Evidence for myocardial apoptosis was verified by the increased prevalence of TUNEL-positive nuclei. We found the apoptosis rate was less in Ipo and CsA groups than in Con group. Release of cytochrome C from the intermembrane space into the cytosol is a central event during initiation of apoptosis in response to death stimuli.23 Cyclosporine A can prevent the mitochondrial permeabilization and maintain integrity of the mitochondrial outer membrane, reducing myocardial apoptosis.24,25 Schmitt et al.26 demonstrated that myocardial apoptosis was evident early after ischemia reperfusion and correlated with declining cardiac contractility. We demonstrated cyclosporine A postconditioning hearts had better cardiac function than control hearts, such as in LVDP, ±dP/dtmax, especially, at early reperfusion. However, the classic postconditioning hearts did not show significantly better performance except ±dP/dtmax at 60 minutes of reperfusion. Penna et al.27 also found that postconditioning did not improve the postischemic systolic dysfunction in isolated male rat hearts subjected to 30 minutes of global ischemia and 120 minutes of reperfusion but could prevent the postischemic systolic dysfunction in female rat hearts. In this study, we also used the male Sprague–Dawley rats; gender may have influenced the efficacy of postconditioning. Reperfusion injury could also result in myocardial stunning, which was the postischemic contractile dysfunction in the absence of cell death. Both stunning and apoptosis could lead to contractile dysfunction but may not influence coronary flow. This could explain the phenomenon that coronary flow did not follow the similar recovery to contractile function in this study.

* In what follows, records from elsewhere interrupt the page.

/// Cell record types
#[derive(Debug, Clone, PartialEq)]
pub enum CellRecord {
    /// BLANK record (formatted empty cell)
    Blank { row: u16, col: u16, xf_index: u16 },
    /// NUMBER record (IEEE 754 double)
    Number {
        row: u16,
        col: u16,
        xf_index: u16,
        value: f64,
    },
    /// RK record (compressed number, kept in its raw form)
    Rk {
        row: u16,
        col: u16,
        xf_index: u16,
        rk: u32,
    },
    /// BOOLERR record (boolean or error code)
    BoolErr {
        row: u16,
        col: u16,
        xf_index: u16,
        value: u8,
        is_error: bool,
    },
    /// LABELSST record (index into the shared string table)
    LabelSst {
        row: u16,
        col: u16,
        xf_index: u16,
        sst_index: u32,
    },
    /// LABEL record (inline string)
    Label {
        row: u16,
        col: u16,
        xf_index: u16,
        text: String,
        /// Stored as UTF-16 rather than compressed single bytes
        unicode: bool,
    },
    /// FORMULA record with its cached result
    Formula {
        row: u16,
        col: u16,
        xf_index: u16,
        result: [u8; 8],
        options: u16,
        cache: u32,
        expression: Vec<u8>,
        /// Additional token data following the expression
        extra: Vec<u8>,
    },
}

/// Cached result of a formula
#[derive(Debug, Clone, Copy, PartialEq)]
pub enum FormulaValue {
    Number(f64),
    /// The string follows in a STRING record
    String,
    Bool(bool),
    Error(u8),
    Empty,
}

/// Decode an RK value
pub fn rk_value(rk: u32) -> f64 {
    let value = if rk & 0x02 != 0 {
        ((rk as i32) >> 2) as f64
    } else {
        f64::from_bits(((rk & 0xFFFF_FFFC) as u64) << 32)
    };
    if rk & 0x01 != 0 { value / 100.0 } else { value }
}

fn expect_len(data: &[u8], expected: usize) -> XlsResult<()> {
    if data.len() != expected {
        return Err(XlsError::InvalidLength {
            expected,
            found: data.len(),
        });
    }
    Ok(())
}

fn push_position(out: &mut Vec<u8>, row: u16, col: u16, xf_index: u16) {
    out.extend_from_slice(&row.to_le_bytes());
    out.extend_from_slice(&col.to_le_bytes());
    out.extend_from_slice(&xf_index.to_le_bytes());
}

impl CellRecord {
    /// Create a LABEL, compressed when every character fits in one byte
    pub fn label(row: u16, col: u16, xf_index: u16, text: impl Into<String>) -> Self {
        let text = text.into();
        let unicode = text.chars().any(|c| c as u32 > 0xFF);
        CellRecord::Label {
            row,
            col,
            xf_index,
            text,
            unicode,
        }
    }

    pub fn blank(row: u16, col: u16, xf_index: u16) -> Self {
        CellRecord::Blank { row, col, xf_index }
    }

    pub fn number(row: u16, col: u16, xf_index: u16, value: f64) -> Self {
        CellRecord::Number {
            row,
            col,
            xf_index,
            value,
        }
    }

    pub fn row(&self) -> u16 {
        match self {
            CellRecord::Blank { row, .. }
            | CellRecord::Number { row, .. }
            | CellRecord::Rk { row, .. }
            | CellRecord::BoolErr { row, .. }
            | CellRecord::LabelSst { row, .. }
            | CellRecord::Label { row, .. }
            | CellRecord::Formula { row, .. } => *row,
        }
    }

    pub fn col(&self) -> u16 {
        match self {
            CellRecord::Blank { col, .. }
            | CellRecord::Number { col, .. }
            | CellRecord::Rk { col, .. }
            | CellRecord::BoolErr { col, .. }
            | CellRecord::LabelSst { col, .. }
            | CellRecord::Label { col, .. }
            | CellRecord::Formula { col, .. } => *col,
        }
    }

    pub fn xf_index(&self) -> u16 {
        match self {
            CellRecord::Blank { xf_index, .. }
            | CellRecord::Number { xf_index, .. }
            | CellRecord::Rk { xf_index, .. }
            | CellRecord::BoolErr { xf_index, .. }
            | CellRecord::LabelSst { xf_index, .. }
            | CellRecord::Label { xf_index, .. }
            | CellRecord::Formula { xf_index, .. } => *xf_index,
        }
    }

    pub fn set_position(&mut self, new_row: u16, new_col: u16) {
        match self {
            CellRecord::Blank { row, col, .. }
            | CellRecord::Number { row, col, .. }
            | CellRecord::Rk { row, col, .. }
            | CellRecord::BoolErr { row, col, .. }
            | CellRecord::LabelSst { row, col, .. }
            | CellRecord::Label { row, col, .. }
            | CellRecord::Formula { row, col, .. } => {
                *row = new_row;
                *col = new_col;
            },
        }
    }

    pub fn is_blank(&self) -> bool {
        matches!(self, CellRecord::Blank { .. })
    }

    pub fn sid(&self) -> u16 {
        match self {
            CellRecord::Blank { .. } => BLANK_SID,
            CellRecord::Number { .. } => NUMBER_SID,
            CellRecord::Rk { .. } => RK_SID,
            CellRecord::BoolErr { .. } => BOOLERR_SID,
            CellRecord::LabelSst { .. } => LABELSST_SID,
            CellRecord::Label { .. } => LABEL_SID,
            CellRecord::Formula { .. } => FORMULA_SID,
        }
    }

    /// Numeric value of NUMBER and RK records
    pub fn number_value(&self) -> Option<f64> {
        match self {
            CellRecord::Number { value, .. } => Some(*value),
            CellRecord::Rk { rk, .. } => Some(rk_value(*rk)),
            _ => None,
        }
    }

    /// Cached result of a FORMULA record
    pub fn formula_value(&self) -> Option<FormulaValue> {
        let CellRecord::Formula { result, .. } = self else {
            return None;
        };
        if result[6] != 0xFF || result[7] != 0xFF {
            return Some(FormulaValue::Number(f64::from_le_bytes(*result)));
        }
        Some(match result[0] {
            0 => FormulaValue::String,
            1 => FormulaValue::Bool(result[2] != 0),
            2 => FormulaValue::Error(result[2]),
            _ => FormulaValue::Empty,
        })
    }

    /// Parse a cell record payload
    pub fn parse(sid: u16, data: &[u8]) -> XlsResult<Self> {
        if data.len() < 6 {
            return Err(XlsError::InvalidLength {
                expected: 6,
                found: data.len(),
            });
        }
        let row = read_u16_le(data, 0)?;
        let col = read_u16_le(data, 2)?;
        let xf_index = read_u16_le(data, 4)?;

        match sid {
            BLANK_SID => {
                expect_len(data, 6)?;
                Ok(CellRecord::Blank { row, col, xf_index })
            },
            NUMBER_SID => {
                expect_len(data, 14)?;
                Ok(CellRecord::Number {
                    row,
                    col,
                    xf_index,
                    value: read_f64_le(data, 6)?,
                })
            },
            RK_SID => {
                expect_len(data, 10)?;
                Ok(CellRecord::Rk {
                    row,
                    col,
                    xf_index,
                    rk: read_u32_le(data, 6)?,
                })
            },
            BOOLERR_SID => {
                expect_len(data, 8)?;
                let is_error = match data[7] {
                    0 => false,
                    1 => true,
                    other => {
                        return Err(XlsError::InvalidRecord {
                            record_type: sid,
                            message: format!("bool/error flag {}", other),
                        });
                    },
                };
                Ok(CellRecord::BoolErr {
                    row,
                    col,
                    xf_index,
                    value: data[6],
                    is_error,
                })
            },
            LABELSST_SID => {
                expect_len(data, 10)?;
                Ok(CellRecord::LabelSst {
                    row,
                    col,
                    xf_index,
                    sst_index: read_u32_le(data, 6)?,
                })
            },
            LABEL_SID => Self::parse_label(row, col, xf_index, data),
            FORMULA_SID => {
                if data.len() < 22 {
                    return Err(XlsError::InvalidLength {
                        expected: 22,
                        found: data.len(),
                    });
                }
                let mut result = [0u8; 8];
                result.copy_from_slice(&data[6..14]);
                let expression_len = read_u16_le(data, 20)? as usize;
                let end = 22 + expression_len;
                if end > data.len() {
                    return Err(XlsError::InvalidLength {
                        expected: end,
                        found: data.len(),
                    });
                }
                Ok(CellRecord::Formula {
                    row,
                    col,
                    xf_index,
                    result,
                    options: read_u16_le(data, 14)?,
                    cache: read_u32_le(data, 16)?,
                    expression: data[22..end].to_vec(),
                    extra: data[end..].to_vec(),
                })
            },
            _ => Err(XlsError::InvalidRecord {
                record_type: sid,
                message: "not a cell record".to_string(),
            }),
        }
    }

    fn parse_label(row: u16, col: u16, xf_index: u16, data: &[u8]) -> XlsResult<Self> {
        if data.len() < 9 {
            return Err(XlsError::InvalidLength {
                expected: 9,
                found: data.len(),
            });
        }
        let char_count = read_u16_le(data, 6)? as usize;
        let flags = data[8];
        if flags & !0x01 != 0 {
            // Rich text runs and phonetic data are not modelled
            return Err(XlsError::InvalidRecord {
                record_type: LABEL_SID,
                message: format!("unsupported string flags 0x{:02X}", flags),
            });
        }
        let unicode = flags & 0x01 != 0;
        let byte_len = if unicode { char_count * 2 } else { char_count };
        expect_len(data, 9 + byte_len)?;

        let chars = &data[9..];
        let text = if unicode {
            decode_utf16le_strict(chars).ok_or_else(|| {
                XlsError::Encoding(format!("malformed UTF-16 label at row {} col {}", row, col))
            })?
        } else {
            decode_compressed(chars)
        };
        Ok(CellRecord::Label {
            row,
            col,
            xf_index,
            text,
            unicode,
        })
    }

    /// Encode the record payload
    pub fn encode(&self) -> Vec<u8> {
        let mut out = Vec::with_capacity(14);
        push_position(&mut out, self.row(), self.col(), self.xf_index());
        match self {
            CellRecord::Blank { .. } => {},
            CellRecord::Number { value, .. } => out.extend_from_slice(&value.to_le_bytes()),
            CellRecord::Rk { rk, .. } => out.extend_from_slice(&rk.to_le_bytes()),
            CellRecord::BoolErr {
                value, is_error, ..
            } => {
                out.push(*value);
                out.push(u8::from(*is_error));
            },
            CellRecord::LabelSst { sst_index, .. } => {
                out.extend_from_slice(&sst_index.to_le_bytes())
            },
            CellRecord::Label { text, unicode, .. } => {
                // A compressed label cannot hold characters above U+00FF
                let unicode = *unicode || text.chars().any(|c| c as u32 > 0xFF);
                if unicode {
                    let units = encode_utf16le(text);
                    out.extend_from_slice(&((units.len() / 2) as u16).to_le_bytes());
                    out.push(0x01);
                    out.extend_from_slice(&units);
                } else {
                    out.extend_from_slice(&(text.chars().count() as u16).to_le_bytes());
                    out.push(0x00);
                    out.extend(text.chars().map(|c| c as u32 as u8));
                }
            },
            CellRecord::Formula {
                result,
                options,
                cache,
                expression,
                extra,
                ..
            } => {
                out.extend_from_slice(result);
                out.extend_from_slice(&options.to_le_bytes());
                out.extend_from_slice(&cache.to_le_bytes());
                out.extend_from_slice(&(expression.len() as u16).to_le_bytes());
                out.extend_from_slice(expression);
                out.extend_from_slice(extra);
            },
        }
        out
    }
}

In the isolated perfused heart model, we initially demonstrated protection when cyclosporine A was administered during the first 5 minutes of reperfusion only to cover the crucial time period during which mPTP opening has been demonstrated to occur.5 The effectiveness was the same as in classic postconditioning for preserving the function of mPTP. Although a full demonstration of a causal relationship between postconditioning and inhibition of the mPTP will require further investigation, the present data strongly suggested that mPTP was an important mediator of this cardioprotection. Oka et al.28,29 had used cyclosporine A postconditioning in a neonatal animal model of cardioplegic arrest and demonstrated that cyclosporine A had superior mitochondrial preservation for neonatal animals. However, the drug concentration, duration, and animal age are different from our research.
Postconditioning and cyclosporine A postconditioning have demonstrated beneficial functional effects in patients who underwent coronary angioplasty for acute coronary occlusion.30,31 In the future, we need to confirm whether cyclosporine A postconditioning can have a protective effect in a simulated adult model of cardiac surgery and provide a new myocardial protection strategy for clinical cardiac surgery.